# TASK ITEM
Look for the word "unwrap" in the records, and copy each line where it appears.

◇ ◇ ◇ ◇

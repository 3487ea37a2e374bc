use ratatui::{
    Frame,
    layout::{Alignment, Constraint, Direction, Layout, Rect},
    style::{Color, Modifier, Style},
    text::{Line, Span},
    widgets::{Block, BorderType, Borders, Paragraph},
};

use crate::game::{ConfigError, GameState, Palette, Phase, Position, parse_hex_color};
use crate::metrics::GameMetrics;

/// Palette resolved to terminal colours
#[derive(Debug, Clone, Copy, PartialEq, Eq)]
pub struct BoardColors {
    pub snake: Color,
    pub snake_head: Color,
    pub snake_border: Color,
    pub food: Color,
    pub food_border: Color,
    pub background: Color,
    pub border: Color,
}

impl BoardColors {
    pub fn from_palette(palette: &Palette) -> Result<Self, ConfigError> {
        let rgb = |hex: &str| parse_hex_color(hex).map(|(r, g, b)| Color::Rgb(r, g, b));

        Ok(Self {
            snake: rgb(&palette.snake)?,
            snake_head: rgb(&palette.snake_head)?,
            snake_border: rgb(&palette.snake_border)?,
            food: rgb(&palette.food)?,
            food_border: rgb(&palette.food_border)?,
            background: rgb(&palette.background)?,
            border: rgb(&palette.border)?,
        })
    }
}

pub struct Renderer {
    colors: BoardColors,
}

impl Renderer {
    pub fn new(palette: &Palette) -> Result<Self, ConfigError> {
        Ok(Self {
            colors: BoardColors::from_palette(palette)?,
        })
    }

    pub fn render(&self, frame: &mut Frame, state: &GameState, metrics: &GameMetrics) {
        let chunks = Layout::default()
            .direction(Direction::Vertical)
            .constraints([
                Constraint::Length(3), // Header
                Constraint::Min(0),    // Game area
                Constraint::Length(3), // Footer
            ])
            .split(frame.area());

        frame.render_widget(self.render_stats(state, metrics), chunks[0]);

        // Center the game grid horizontally
        let game_area = Layout::default()
            .direction(Direction::Horizontal)
            .constraints([
                Constraint::Percentage(10),
                Constraint::Percentage(80),
                Constraint::Percentage(10),
            ])
            .split(chunks[1])[1];

        if state.is_ended() {
            frame.render_widget(self.render_game_over(state), game_area);
        } else {
            frame.render_widget(self.render_grid(state), game_area);
        }

        frame.render_widget(self.render_controls(state.phase), chunks[2]);
    }

    /// Style a single cell. Each cell is two columns wide so the board looks square.
    fn cell(&self, state: &GameState, pos: Position) -> Span<'static> {
        if pos == state.snake.head() {
            Span::styled("██", Style::default().fg(self.colors.snake_head))
        } else if state.snake.collides_with_body(pos) {
            Span::styled(
                "▓▓",
                Style::default()
                    .fg(self.colors.snake)
                    .bg(self.colors.snake_border),
            )
        } else if pos == state.food {
            Span::styled(
                "◆◆",
                Style::default()
                    .fg(self.colors.food)
                    .bg(self.colors.food_border)
                    .add_modifier(Modifier::BOLD),
            )
        } else {
            Span::styled("  ", Style::default().bg(self.colors.background))
        }
    }

    fn render_grid(&self, state: &GameState) -> Paragraph<'static> {
        let lines: Vec<Line> = (0..state.grid_height)
            .map(|y| {
                let spans: Vec<Span> = (0..state.grid_width)
                    .map(|x| self.cell(state, Position::new(x as i32, y as i32)))
                    .collect();
                Line::from(spans)
            })
            .collect();

        let title = match state.phase {
            Phase::Paused => " Snake (paused) ",
            _ => " Snake ",
        };

        Paragraph::new(lines)
            .block(
                Block::default()
                    .borders(Borders::ALL)
                    .border_type(BorderType::Double)
                    .border_style(Style::default().fg(self.colors.border))
                    .title(title),
            )
            .alignment(Alignment::Center)
    }

    fn render_stats(&self, state: &GameState, metrics: &GameMetrics) -> Paragraph<'static> {
        let label = Style::default().fg(Color::Yellow);
        let value = Style::default().fg(Color::White);

        let text = vec![Line::from(vec![
            Span::styled("Score: ", label),
            Span::styled(state.score.to_string(), value.add_modifier(Modifier::BOLD)),
            Span::raw("    "),
            Span::styled("High Score: ", label),
            Span::styled(state.high_score.to_string(), value),
            Span::raw("    "),
            Span::styled("Time: ", label),
            Span::styled(metrics.format_time(), value),
            Span::raw("    "),
            Span::styled("Games: ", label),
            Span::styled(metrics.games_played.to_string(), value),
        ])];

        Paragraph::new(text).alignment(Alignment::Center)
    }

    fn render_game_over(&self, state: &GameState) -> Paragraph<'static> {
        let key = |k: &'static str, color: Color| {
            Span::styled(k, Style::default().fg(color).add_modifier(Modifier::BOLD))
        };
        let hint = |t: &'static str| Span::styled(t, Style::default().fg(Color::Gray));

        let mut text = vec![
            Line::from(""),
            Line::from(vec![Span::styled(
                "GAME OVER",
                Style::default().fg(Color::Red).add_modifier(Modifier::BOLD),
            )]),
        ];

        if let Some(reason) = state.end_reason {
            text.push(Line::from(hint(reason.describe())));
        }

        text.extend([
            Line::from(""),
            Line::from(vec![
                Span::styled("Final Score: ", Style::default().fg(Color::Yellow)),
                Span::styled(
                    state.score.to_string(),
                    Style::default()
                        .fg(Color::White)
                        .add_modifier(Modifier::BOLD),
                ),
            ]),
        ]);

        if state.new_best {
            text.push(Line::from(Span::styled(
                "New high score!",
                Style::default()
                    .fg(Color::Green)
                    .add_modifier(Modifier::BOLD),
            )));
        }

        text.extend([
            Line::from(""),
            Line::from(vec![
                hint("Press "),
                key("N", Color::Green),
                hint(" to play again or "),
                key("Q", Color::Red),
                hint(" to quit"),
            ]),
        ]);

        Paragraph::new(text).alignment(Alignment::Center).block(
            Block::default()
                .borders(Borders::ALL)
                .border_style(Style::default().fg(Color::Red)),
        )
    }

    fn render_controls(&self, phase: Phase) -> Paragraph<'static> {
        let key = |k: &'static str| Span::styled(k, Style::default().fg(Color::Cyan));

        let line = match phase {
            Phase::Idle => Line::from(vec![
                Span::raw("Press "),
                key("Enter"),
                Span::raw(" to start | "),
                Span::styled("Q", Style::default().fg(Color::Red)),
                Span::raw(" to quit"),
            ]),
            Phase::Running | Phase::Paused => Line::from(vec![
                key("↑↓←→"),
                Span::raw(" or "),
                key("WASD"),
                Span::raw(" to move | "),
                key("Space"),
                Span::raw(if phase == Phase::Paused {
                    " to resume | "
                } else {
                    " to pause | "
                }),
                key("R"),
                Span::raw(" to reset | "),
                Span::styled("Q", Style::default().fg(Color::Red)),
                Span::raw(" to quit"),
            ]),
            Phase::Ended => Line::from(vec![
                key("N"),
                Span::raw(" or "),
                key("R"),
                Span::raw(" to play again | "),
                Span::styled("Q", Style::default().fg(Color::Red)),
                Span::raw(" to quit"),
            ]),
        };

        Paragraph::new(vec![line]).alignment(Alignment::Center)
    }
}

#[cfg(test)]
mod tests {
    use super::*;
    use crate::game::{Direction, EndReason, Snake};
    use ratatui::{Terminal, backend::TestBackend};

    fn state() -> GameState {
        GameState::new(
            Snake::new(Position::new(5, 5), Direction::Right, 3),
            Position::new(1, 1),
            10,
            10,
        )
    }

    fn draw(state: &GameState) -> String {
        let renderer = Renderer::new(&Palette::default()).unwrap();
        let metrics = GameMetrics::new();
        let mut terminal = Terminal::new(TestBackend::new(80, 20)).unwrap();

        terminal
            .draw(|frame| renderer.render(frame, state, &metrics))
            .unwrap();

        terminal
            .backend()
            .buffer()
            .content()
            .iter()
            .map(|cell| cell.symbol())
            .collect()
    }

    #[test]
    fn test_palette_colors() {
        let colors = BoardColors::from_palette(&Palette::default()).unwrap();
        assert_eq!(colors.snake, Color::Rgb(0x4c, 0xaf, 0x50));
        assert_eq!(colors.food, Color::Rgb(0xff, 0x44, 0x44));
        assert_eq!(colors.background, Color::Rgb(0, 0, 0));
    }

    #[test]
    fn test_bad_palette_rejected() {
        let palette = Palette {
            food: "red".to_string(),
            ..Palette::default()
        };
        assert!(Renderer::new(&palette).is_err());
    }

    #[test]
    fn test_idle_screen() {
        let screen = draw(&state());
        assert!(screen.contains("Score: 0"));
        assert!(screen.contains("to start"));
        assert!(screen.contains("◆"));
        assert!(screen.contains("█"));
    }

    #[test]
    fn test_paused_title() {
        let mut state = state();
        state.phase = Phase::Paused;
        assert!(draw(&state).contains("Snake (paused)"));
    }

    #[test]
    fn test_game_over_screen() {
        let mut state = state();
        state.phase = Phase::Ended;
        state.end_reason = Some(EndReason::Wall);
        state.score = 150;
        state.high_score = 150;
        state.new_best = true;

        let screen = draw(&state);
        assert!(screen.contains("GAME OVER"));
        assert!(screen.contains("Hit the wall"));
        assert!(screen.contains("Final Score: 150"));
        assert!(screen.contains("New high score!"));
    }

    #[test]
    fn test_tied_score_is_not_a_new_best() {
        let mut state = state();
        state.phase = Phase::Ended;
        state.end_reason = Some(EndReason::SelfCollision);
        state.score = 100;
        state.high_score = 100;

        let screen = draw(&state);
        assert!(screen.contains("Final Score: 100"));
        assert!(!screen.contains("New high score!"));
    }
}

◇ ◇ ◇ ◇

# EXERCISE ANSWER
        let renderer = Renderer::new(&Palette::default()).unwrap();
        let mut terminal = Terminal::new(TestBackend::new(80, 20)).unwrap();
            .unwrap();
        let colors = BoardColors::from_palette(&Palette::default()).unwrap();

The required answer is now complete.